Nella tabella questi numeri sono riportati nei dettagli.

“Si può trarre la conclusione che nel Corriere della Sera, e di conseguenza nella lingua italiana, si tende a usare un gran numero di anglicismi che, quasi sempre, non vengono affiancati dalla traduzione o dalla spiegazione. Lo spagnolo è la lingua che traduce di più; il francese si trova nel mezzo.”
Sono le stesse conclusioni che, partendo da altri dati, ho sostenuto anche nel mio saggio. Le stesse che chiunque abbia un minino di onestà intellettuale non può che riconoscere, invece di negare arrampicandosi sui vetri.
E in Germania?
In Diciamolo in italiano, scherzosamente, ho usato una metafora calcistica nel fare i miei confronti tra l’italiano e le lingue dei Paesi vicini. Il risultato? Italia-Spagna 0 a 2, Italia-Francia 0 a 1. Solo nel caso di Italia-Germania ho registrato uno 0 a 0: anche il tedesco è invaso dagli anglicismi, con un paio di differenze da non trascurare, però. Per prima cosa si tratta di due lingue dello stesso ceppo per cui molte parole inglesi si mimetizzano, non costituiscono corpi estranei che violano le regole di grafia e pronuncia e passano quasi inosservati.

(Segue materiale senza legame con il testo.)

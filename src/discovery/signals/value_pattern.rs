//! Value-pattern compatibility.

use super::{CandidateSignal, Orphan, SearchSpace, SignalError};
use crate::config::{DiscoverySettings, ValueWeights};
use crate::discovery::similarity::jaccard;
use crate::discovery::types::MigrationCandidate;
use crate::tree::ValueKind;
use regex::Regex;
use serde_json::Value;
use std::collections::BTreeSet;

/// Magnitude below which a number counts as small.
const SMALL_NUMBER: f64 = 100.0;

/// Leading sequence items compared by kind.
const LEADING_ITEMS: usize = 3;

/// Score for same-kind values with nothing finer to compare.
const SAME_KIND_SCORE: f64 = 0.6;

/// Compares the shape of the orphaned value with each template value.
#[derive(Debug, Clone)]
pub struct ValuePatternSignal {
    threshold: f64,
    review_below: f64,
    weights: ValueWeights,
    identifier: Regex,
    domain: Regex,
    uuid: Regex,
}

#[derive(Debug, Clone, Copy, PartialEq, Eq)]
enum LengthBucket {
    Short,
    Medium,
    Long,
}

/// Coarse description of a value used for comparison.
#[derive(Debug, Clone, PartialEq)]
enum Signature {
    Text {
        flags: [bool; 5],
        bucket: LengthBucket,
        len: usize,
    },
    Bool(bool),
    Number { small: bool },
    Mapping(BTreeSet<String>),
    Sequence { len: usize, leading: Vec<ValueKind> },
    Null,
}

impl ValuePatternSignal {
    pub const NAME: &'static str = "value_pattern";

    pub fn new(settings: &DiscoverySettings) -> Result<Self, SignalError> {
        Ok(Self {
            threshold: settings.value_pattern_threshold,
            review_below: settings.value_pattern_review_below,
            weights: settings.value_weights,
            identifier: Regex::new(r"^[a-zA-Z][a-zA-Z0-9_-]*$")?,
            domain: Regex::new(r"\.[a-z]{2,}")?,
            uuid: Regex::new(
                r"(?i)[a-f0-9]{8}-[a-f0-9]{4}-[a-f0-9]{4}-[a-f0-9]{4}-[a-f0-9]{12}",
            )?,
        })
    }

    fn signature(&self, value: &Value) -> Signature {
        match value {
            Value::String(s) => {
                let len = s.chars().count();
                let bucket = match len {
                    0..10 => LengthBucket::Short,
                    10..30 => LengthBucket::Medium,
                    _ => LengthBucket::Long,
                };
                Signature::Text {
                    flags: [
                        self.identifier.is_match(s),
                        s.contains('-'),
                        s.chars().any(|c| c.is_ascii_digit()),
                        self.domain.is_match(s),
                        self.uuid.is_match(s),
                    ],
                    bucket,
                    len,
                }
            }
            Value::Bool(b) => Signature::Bool(*b),
            Value::Number(n) => Signature::Number {
                small: n.as_f64().is_some_and(|f| f.abs() < SMALL_NUMBER),
            },
            Value::Object(map) => Signature::Mapping(map.keys().cloned().collect()),
            Value::Array(items) => Signature::Sequence {
                len: items.len(),
                leading: items.iter().take(LEADING_ITEMS).map(ValueKind::of).collect(),
            },
            Value::Null => Signature::Null,
        }
    }

    /// Compatibility of two signatures in [0, 1]; different kinds score 0.
    fn compatibility(&self, a: &Signature, b: &Signature) -> f64 {
        match (a, b) {
            (
                Signature::Text {
                    flags: fa,
                    bucket: ba,
                    len: la,
                },
                Signature::Text {
                    flags: fb,
                    bucket: bb,
                    len: lb,
                },
            ) => {
                let agreeing = fa.iter().zip(fb).filter(|(x, y)| x == y).count()
                    + usize::from(ba == bb);
                let pattern = agreeing as f64 / (fa.len() + 1) as f64;
                let pattern_score = pattern * self.weights.pattern;
                pattern_score + length_similarity(*la, *lb) * self.weights.length
            }
            (Signature::Bool(x), Signature::Bool(y)) => {
                if x == y {
                    1.0
                } else {
                    0.5
                }
            }
            (Signature::Number { small: x }, Signature::Number { small: y }) => {
                if x == y {
                    SAME_KIND_SCORE
                } else {
                    0.5
                }
            }
            (Signature::Mapping(x), Signature::Mapping(y)) => jaccard(x, y),
            (
                Signature::Sequence {
                    len: la,
                    leading: ka,
                },
                Signature::Sequence {
                    len: lb,
                    leading: kb,
                },
            ) => {
                let compared = ka.len().max(kb.len());
                let kinds = if compared == 0 {
                    1.0
                } else {
                    ka.iter().zip(kb).filter(|(x, y)| x == y).count() as f64 / compared as f64
                };
                kinds * self.weights.pattern + length_similarity(*la, *lb) * self.weights.length
            }
            (Signature::Null, Signature::Null) => SAME_KIND_SCORE,
            _ => 0.0,
        }
    }
}

fn length_similarity(a: usize, b: usize) -> f64 {
    1.0 - a.abs_diff(b) as f64 / a.max(b).max(1) as f64
}

impl CandidateSignal for ValuePatternSignal {
    fn name(&self) -> &'static str {
        Self::NAME
    }

    fn candidates(
        &self,
        orphan: Orphan<'_>,
        space: &SearchSpace<'_>,
    ) -> Result<Vec<MigrationCandidate>, SignalError> {
        let old = self.signature(orphan.value);
        let kind = ValueKind::of(orphan.value);

        let mut out = Vec::new();
        for path in space.paths() {
            let new = self.signature(space.value(path)?);
            let score = self.compatibility(&old, &new);
            if score <= self.threshold {
                continue;
            }
            out.push(MigrationCandidate {
                new_path: path.clone(),
                signal: Self::NAME,
                score,
                evidence: format!("Value compatibility: {:.2} (type: {})", score, kind),
                requires_review: score < self.review_below,
                field_mapping: None,
            });
        }
        Ok(out)
    }
}
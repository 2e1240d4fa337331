//! Exit code constants for the config-migrator CLI.
//!
//! - 0: Migration (or analysis command) completed
//! - 1: Fatal failure (missing input, invalid syntax, invalid rename map,
//!   unwritable output)

/// Successful execution.
pub const SUCCESS: i32 = 0;

/// Any fatal failure. The run aborts before writing a partial result.
pub const FAILURE: i32 = 1;
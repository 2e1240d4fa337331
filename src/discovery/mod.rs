//! Candidate discovery engine.
//!
//! When a customization's path disappears from the new template, the
//! setting has often just moved: renamed, nested deeper, or folded into a
//! list of accounts. Discovery scans the new template with four independent
//! similarity signals, ranks the candidates they propose, and turns the
//! confident ones into a rename map for a second merge pass.

mod engine;
pub mod report;
pub mod signals;
mod similarity;
mod types;


pub use engine::DiscoveryEngine;
pub use report::{DiscoveryReport, DiscoverySummary, ReportEntry, ReviewGuidance};
pub use similarity::{jaccard, jaccard_of, sequence_ratio};
pub use types::{DiscoveredMigration, DiscoveryTier, MigrationCandidate, MigrationType};
//! Conflict-log serialization.

use crate::error::{MigrateError, Result};
use crate::merge::{ConflictLogEntry, MergeStatistics};
use chrono::{DateTime, SecondsFormat, Utc};
use serde::Serialize;
use serde_json::Value;

/// Column order of the CSV export.
pub const CSV_COLUMNS: [&str; 8] = [
    "timestamp",
    "path",
    "action_type",
    "source_value",
    "target_value",
    "new_default_value",
    "reason",
    "manual_review",
];

#[derive(Debug, Clone, Copy, PartialEq, Eq, Default)]
pub enum LogFormat {
    #[default]
    Json,
    Csv,
}

impl LogFormat {
    #[allow(clippy::should_implement_trait)]
    pub fn from_str(s: &str) -> Option<Self> {
        match s.to_ascii_lowercase().as_str() {
            "json" => Some(Self::Json),
            "csv" => Some(Self::Csv),
            _ => None,
        }
    }

    /// Render `log` in this format.
    pub fn render(self, log: &[ConflictLogEntry], now: DateTime<Utc>) -> Result<String> {
        match self {
            LogFormat::Json => render_json(log, now),
            LogFormat::Csv => Ok(render_csv(log)),
        }
    }
}

#[derive(Serialize)]
struct Envelope<'a> {
    migration_summary: Summary,
    conflicts: &'a [ConflictLogEntry],
}

#[derive(Serialize)]
struct Summary {
    timestamp: String,
    total_entries: usize,
    manual_review_required: usize,
    statistics: MergeStatistics,
}

/// The log as `{"migration_summary": {...}, "conflicts": [...]}`.
pub fn render_json(log: &[ConflictLogEntry], now: DateTime<Utc>) -> Result<String> {
    let statistics = MergeStatistics::from_log(log);
    let envelope = Envelope {
        migration_summary: Summary {
            timestamp: now.to_rfc3339_opts(SecondsFormat::Micros, true),
            total_entries: log.len(),
            manual_review_required: statistics.manual_review_count,
            statistics,
        },
        conflicts: log,
    };
    serde_json::to_string_pretty(&envelope)
        .map_err(|e| MigrateError::Output(format!("cannot serialize conflict log: {}", e)))
}

/// The log as CSV with a header row.
///
/// Null values are empty cells; mappings and sequences are written as
/// compact JSON. An empty log yields one row of empty cells so the file
/// still has the expected shape.
pub fn render_csv(log: &[ConflictLogEntry]) -> String {
    let mut out = String::new();
    push_row(&mut out, CSV_COLUMNS.iter().map(|c| c.to_string()));

    if log.is_empty() {
        push_row(
            &mut out,
            CSV_COLUMNS.iter().enumerate().map(|(i, _)| {
                if i == CSV_COLUMNS.len() - 1 {
                    "false".to_string()
                } else {
                    String::new()
                }
            }),
        );
        return out;
    }

    for entry in log {
        push_row(
            &mut out,
            [
                entry.timestamp.to_rfc3339_opts(SecondsFormat::Micros, true),
                entry.path.to_string(),
                entry.action.to_string(),
                cell(&entry.source_value),
                cell(&entry.target_value),
                cell(&entry.new_default_value),
                entry.reason.clone(),
                entry.manual_review.to_string(),
            ],
        );
    }
    out
}

fn cell(value: &Value) -> String {
    match value {
        Value::Null => String::new(),
        Value::String(s) => s.clone(),
        other => other.to_string(),
    }
}

fn push_row<I: IntoIterator<Item = String>>(out: &mut String, fields: I) {
    let row: Vec<String> = fields.into_iter().map(|f| quote(&f)).collect();
    out.push_str(&row.join(","));
    out.push_str("\r\n");
}

/// Quote a field when it holds a delimiter, quote or line break.
fn quote(field: &str) -> String {
    if field.contains([',', '"', '\n', '\r']) {
        format!("\"{}\"", field.replace('"', "\"\""))
    } else {
        field.to_string()
    }
}
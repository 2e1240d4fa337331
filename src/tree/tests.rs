//! Tests for tree paths and tree operations.

use super::*;
use serde_json::json;

// =============================================================================
// Path parsing
// =============================================================================

#[test]
fn test_parse_dotted_and_indexed_path() {
    let path = TreePath::parse("global.accounts[0].name").unwrap();
    assert_eq!(
        path.segments(),
        &[
            Segment::Key("global".to_string()),
            Segment::Key("accounts".to_string()),
            Segment::Index(0),
            Segment::Key("name".to_string()),
        ]
    );
    assert_eq!(path.to_string(), "global.accounts[0].name");
    assert_eq!(path.depth(), 4);
}

#[test]
fn test_parse_consecutive_indices() {
    let path = TreePath::parse("matrix[1][2]").unwrap();
    assert_eq!(path.segments().len(), 3);
    assert_eq!(path.to_string(), "matrix[1][2]");
}

#[test]
fn test_quoted_keys_round_trip_through_display() {
    let path = TreePath::root()
        .key("metadata")
        .key("annotations")
        .key("example.com/owner");
    let rendered = path.to_string();
    assert_eq!(rendered, r#"metadata.annotations["example.com/owner"]"#);
    assert_eq!(TreePath::parse(&rendered).unwrap(), path);
}

#[test]
fn test_parse_rejects_malformed_paths() {
    let cases = [
        ("", "path is empty"),
        (".a", "leading separator"),
        ("a.", "trailing separator"),
        ("a..b", "doubled separator"),
        ("a.[0]", "separator must be followed by a key"),
        ("a[0]b", "expected '.' or '[' after a segment"),
        ("a[x]", "must be a non-negative integer"),
        ("a[-1]", "must be a non-negative integer"),
        ("a[0", "unmatched '['"),
        ("a]", "unmatched ']'"),
        (r#"a["b"#, "unterminated quoted key"),
    ];
    for (input, reason) in cases {
        let err = TreePath::parse(input).unwrap_err().to_string();
        assert!(
            err.contains(reason),
            "'{}' should fail with '{}', got '{}'",
            input,
            reason,
            err
        );
    }
}

#[test]
fn test_path_relationships() {
    let parent = p("a.b");
    let child = p("a.b.c");
    assert!(child.is_descendant_of(&parent));
    assert!(!parent.is_descendant_of(&parent));
    assert!(parent.starts_with(&parent));
    assert_eq!(child.parent(), Some(parent.clone()));
    assert_eq!(TreePath::root().parent(), None);
    assert_eq!(p("a.b.x").common_prefix(&p("a.b.y.z")), parent);
    assert_eq!(p("ports[1]").field_name(), Some("ports"));
    assert_eq!(p("a.b").field_name(), Some("b"));
    assert!(p("accounts[0].name").has_index());
    assert!(!p("a.b").has_index());
}

#[test]
fn test_path_serializes_as_string() {
    let path = p("a.b[1]");
    let encoded = serde_json::to_string(&path).unwrap();
    assert_eq!(encoded, r#""a.b[1]""#);
    let decoded: TreePath = serde_json::from_str(&encoded).unwrap();
    assert_eq!(decoded, path);
}

// =============================================================================
// Get / set / remove
// =============================================================================

#[test]
fn test_get_walks_mappings_and_sequences() {
    let tree = json!({"a": {"list": [{"name": "x"}, {"name": "y"}]}});
    assert_eq!(get(&tree, &p("a.list[1].name")), Some(&json!("y")));
    assert_eq!(get(&tree, &p("a.list[5].name")), None);
    assert_eq!(get(&tree, &p("a.missing")), None);
    assert_eq!(get(&tree, &TreePath::root()), Some(&tree));
    assert!(exists(&tree, &p("a.list")));
}

#[test]
fn test_set_creates_intermediate_mappings() {
    let mut tree = json!({});
    set(&mut tree, &p("a.b.c"), json!(1)).unwrap();
    assert_eq!(tree, json!({"a": {"b": {"c": 1}}}));
}

#[test]
fn test_set_replaces_existing_sequence_item() {
    let mut tree = json!({"items": [1, 2, 3]});
    set(&mut tree, &p("items[1]"), json!(20)).unwrap();
    assert_eq!(tree, json!({"items": [1, 20, 3]}));
}

#[test]
fn test_set_through_scalar_fails() {
    let mut tree = json!({"a": 5});
    let err = set(&mut tree, &p("a.b"), json!(1)).unwrap_err();
    assert!(err.to_string().contains("not a container"));
    assert_eq!(tree, json!({"a": 5}));
}

#[test]
fn test_set_out_of_range_index_fails() {
    let mut tree = json!({"items": []});
    assert!(set(&mut tree, &p("items[0]"), json!(1)).is_err());
}

#[test]
fn test_remove_returns_value_and_keeps_order() {
    let mut tree = json!({"a": 1, "b": 2, "c": 3});
    assert_eq!(remove(&mut tree, &p("b")), Some(json!(2)));
    let keys: Vec<&String> = tree.as_object().unwrap().keys().collect();
    assert_eq!(keys, ["a", "c"]);
    assert_eq!(remove(&mut tree, &p("zzz")), None);
}

#[test]
fn test_remove_and_prune_drops_emptied_ancestors() {
    let mut tree = json!({"a": {"b": {"x": "v"}}, "keep": 1});
    remove_and_prune(&mut tree, &p("a.b.x")).unwrap();
    assert_eq!(tree, json!({"keep": 1}));
}

#[test]
fn test_remove_and_prune_stops_at_non_empty_ancestor() {
    let mut tree = json!({"a": {"b": {"x": "v"}, "c": 1}});
    remove_and_prune(&mut tree, &p("a.b.x")).unwrap();
    assert_eq!(tree, json!({"a": {"c": 1}}));
}

// =============================================================================
// Enumeration
// =============================================================================

#[test]
fn test_all_paths_does_not_enter_sequences() {
    let tree = json!({"a": {"b": 1, "list": [{"x": 1}]}, "empty": {}});
    let paths: Vec<String> = all_paths(&tree).iter().map(|p| p.to_string()).collect();
    assert_eq!(paths, ["a", "a.b", "a.list", "empty"]);
}

#[test]
fn test_searchable_paths_enter_mapping_items() {
    let tree = json!({"accounts": [{"name": "x"}, "scalar"], "b": 1});
    let paths: Vec<String> = searchable_paths(&tree)
        .iter()
        .map(|p| p.to_string())
        .collect();
    assert_eq!(paths, ["accounts", "accounts[0].name", "b"]);
}

#[test]
fn test_fields_treat_sequences_as_one_value() {
    let tree = json!({"a": {"b": 1}, "ports": [80, 443], "none": {}, "nil": null});
    let fields: Vec<(String, serde_json::Value)> = fields(&tree)
        .into_iter()
        .map(|(path, value)| (path.to_string(), value.clone()))
        .collect();
    assert_eq!(
        fields,
        vec![
            ("a.b".to_string(), json!(1)),
            ("ports".to_string(), json!([80, 443])),
            ("nil".to_string(), json!(null)),
        ]
    );
}

#[test]
fn test_count_fields() {
    let value = json!({"a": 1, "b": {"c": 2, "d": 3}, "e": [1, 2], "f": [{"g": 1}]});
    assert_eq!(count_fields(&value), 5);
    assert_eq!(count_fields(&json!("scalar")), 0);
    assert_eq!(count_fields(&json!([1, 2])), 0);
}

#[test]
fn test_max_depth() {
    assert_eq!(max_depth(&json!(1)), 0);
    assert_eq!(max_depth(&json!({"a": {"b": [1]}})), 3);
}

// =============================================================================
// Kinds
// =============================================================================

#[test]
fn test_value_kind_distinguishes_numbers() {
    assert_eq!(ValueKind::of(&json!(30)), ValueKind::Integer);
    assert_eq!(ValueKind::of(&json!(0.5)), ValueKind::Float);
    assert_eq!(ValueKind::of(&json!({})), ValueKind::Mapping);
    assert_eq!(ValueKind::Sequence.to_string(), "sequence");
}

#[test]
fn test_deep_equal_ignores_number_representation_and_key_order() {
    assert!(deep_equal(&json!({"a": 30, "b": [1]}), &json!({"b": [1], "a": 30.0})));
    assert!(!deep_equal(&json!({"a": 30}), &json!({"a": 31})));
    assert!(!deep_equal(&json!([1, 2]), &json!([1])));
    assert!(!deep_equal(&json!("1"), &json!(1)));
}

Inoltre, la reattività dei tedeschi è maggiore della nostra:
“Da un sondaggio del 2016 è emerso che quasi il 71% dei tedeschi è fortemente infastidito dall’abuso degli anglicismi nella comunicazione quotidiana. Ad avvalorare questo sentore c’è per esempio il caso delle ferrovie tedesche Deutsche Bahn, che proprio per il loro uso eccessivo di parole inglesi sono state accusate di parlare il “Bahnglisch” o di ostacolare la comprensione, e da qualche anno sono state costrette ad attuare una revisione del loro linguaggio. Davanti alle proteste dei cittadini, il capo dell’azienda, Rüdiger Gruber, si era impegnato già nel 2010 a restituire alle stazioni tedesche la loro impronta “germanica” e a far tornare servicepunkte quelli che erano diventati i service point. Nel 2013 l’azienda ha poi deciso di rivedere totalmente la terminologia non tedesca con cui si rivolge ai viaggiatori decidendo di eliminare parole come highlights, hotlines o bonus, per ricorrere alle alternative locali, e ha così fornito ai dipendenti un glossario di circa 2.200 termini sul tema degli anglicismi, proprio per evitarli nella comunicazione e sostituirli nell’uso quotidiano della lingua.”
Antonio Zoppetti, Diciamolo in italiano. Gli abusi dell’inglese nel lessico dell’Italia e incolla, Hoepli 2017, pp. 24-25.
Da noi, invece, le Ferrovie di Stato usano un linguaggio sempre più anglicizzato che impongono a tutti.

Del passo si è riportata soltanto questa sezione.